I wouldn’t say this is particularly Microsoft-like programming. Quite the opposite: illume is proposing taking different rendering libraries from different origins, and making them work together to produce a single output. This is really what the open source movement is all about.

This is different from Microsoft’s approach, which is: “We’ve got you covered. You don’t need to use any software other than what we provide for you. If you need a particular feature, we’ll add it to our software so you don’t have to consider using anyone else’s.”

So, in this sense at least, it’s Panda’s philosophy that’s more similar to Microsoft’s.

I gave it a bit more thought, this morning. I think the real reason Panda lacks this feature is that it was never important to Disney, and no one else has seen fit to add it. For a professional game developer interested only in releasing finished titles, it’s not a particularly useful feature. However, it’s a great feature to have for the hobbyist or experimental researcher.

That being said, I do think it wouldn’t be at all difficult to add this sort of feature. Especially if you wouldn’t mind letting Panda own the window and the graphics context–creating it, destroying it, and flipping it–and just took advantage of callbacks we provide in the middle of the frame render to add your own stuff to the scene. This is easier because it’s closer to Panda’s current design; if you insisted on being the owner of the window, we’d have to provide a way to tell Panda not to do all of this stuff. Perfectly doable, but it’s more work.


You could try SDL:

And use that as your base to get a GL context up; While also having it take care of keyboard input ect; leaving you to write some kind of scene handler (go go gadget display lists and vertex arrays [not fun imo]), as well as event handlers ect. The primary language for SDL is c++, if you are truly concerned about every drop of performance.



This would be a great start.

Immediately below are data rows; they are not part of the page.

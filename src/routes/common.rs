//! Liveness and readiness checks.

use crate::state::AppState;
use axum::{extract::State, http::StatusCode, response::IntoResponse, routing::get, Json, Router};
use serde_json::json;

async fn health() -> impl IntoResponse {
    Json(json!({ "status": "ok" }))
}

/// 200 while the note store answers a ping, 503 otherwise.
async fn ready(State(state): State<AppState>) -> impl IntoResponse {
    match state.notes.ping().await {
        Ok(()) => (StatusCode::OK, Json(json!({ "status": "ok", "database": "ok" }))),
        Err(e) => {
            tracing::warn!(error = %e, "note store not ready");
            (
                StatusCode::SERVICE_UNAVAILABLE,
                Json(json!({ "status": "degraded", "database": "unavailable" })),
            )
        }
    }
}

/// GET /health and GET /ready.
pub fn health_routes(state: AppState) -> Router {
    Router::new()
        .route("/health", get(health))
        .route("/ready", get(ready))
        .with_state(state)
}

I know that it would make it usable with SDL/pygame then. Since they can use an existing window… and through them you could then use pyopengl, cgkit etc.

However I’m not sure about qt/pyqt. I’d have to look into it a bit more. With recent qt releases, you can use their entire toolkit on opengl. Which makes it nice for tool making (especially since maya now supports it too).

(Maybe pyqt can be told to use existing windows+contexts… I’ll have to find out and report back :slight_smile:.

Letting panda own the window would be a good start, then once that is working… putting in hooks to make flipping the window would make panda more flexible there too.


Are you saying that you can render QT stuff in a openGL window? Do you have a link to that? I only find stuff for creating a openGL window in QT window.

I second that - that would be amazing. Link pls :open_mouth:


it is mentioned in the latest qt developer newsletter… but I can’t find a link.

Here’s their gl docs though:


It looks like they just got a wrapper for the bush commands, i want real qt widgets in openGL :slight_smile:


yeah, you can use real qt widgets in opengl.

Here’s the part in the docs that shows the feature: … phics-view


Hmm i should look more into this it would be very cool to use QT as a UI ~ a full featured UI that is.

Maybe the best designed UI you currently get.

I’m not a lawyer, but isn’t it perhaps a problem using Panda3D with it’s BSD license together with the Qt requirements? AFAIK Qt programs have to be under a GPL license, therefore it’s only useful if your application is under a GPL license too or you have to pay. There may be a second problem: Compiling Qt for windows with a non GCC compiler is no piece of cake.

I am just starting Panda now, but I have been programming in Pygame and Python for a few years.
The only thing I have disliked so far (except for some of the manuals leaving a few holes) is the lack of control of the events and main loop - as I much prefer pygame’s (and some other libs) approach on this. I guess I could get used to it, but if you can make it integrate into Pygame I would be so happy :slight_smile:

And I gotta say, what a nice engine - keep up the good work!

can’t you control the event loop stuff easily?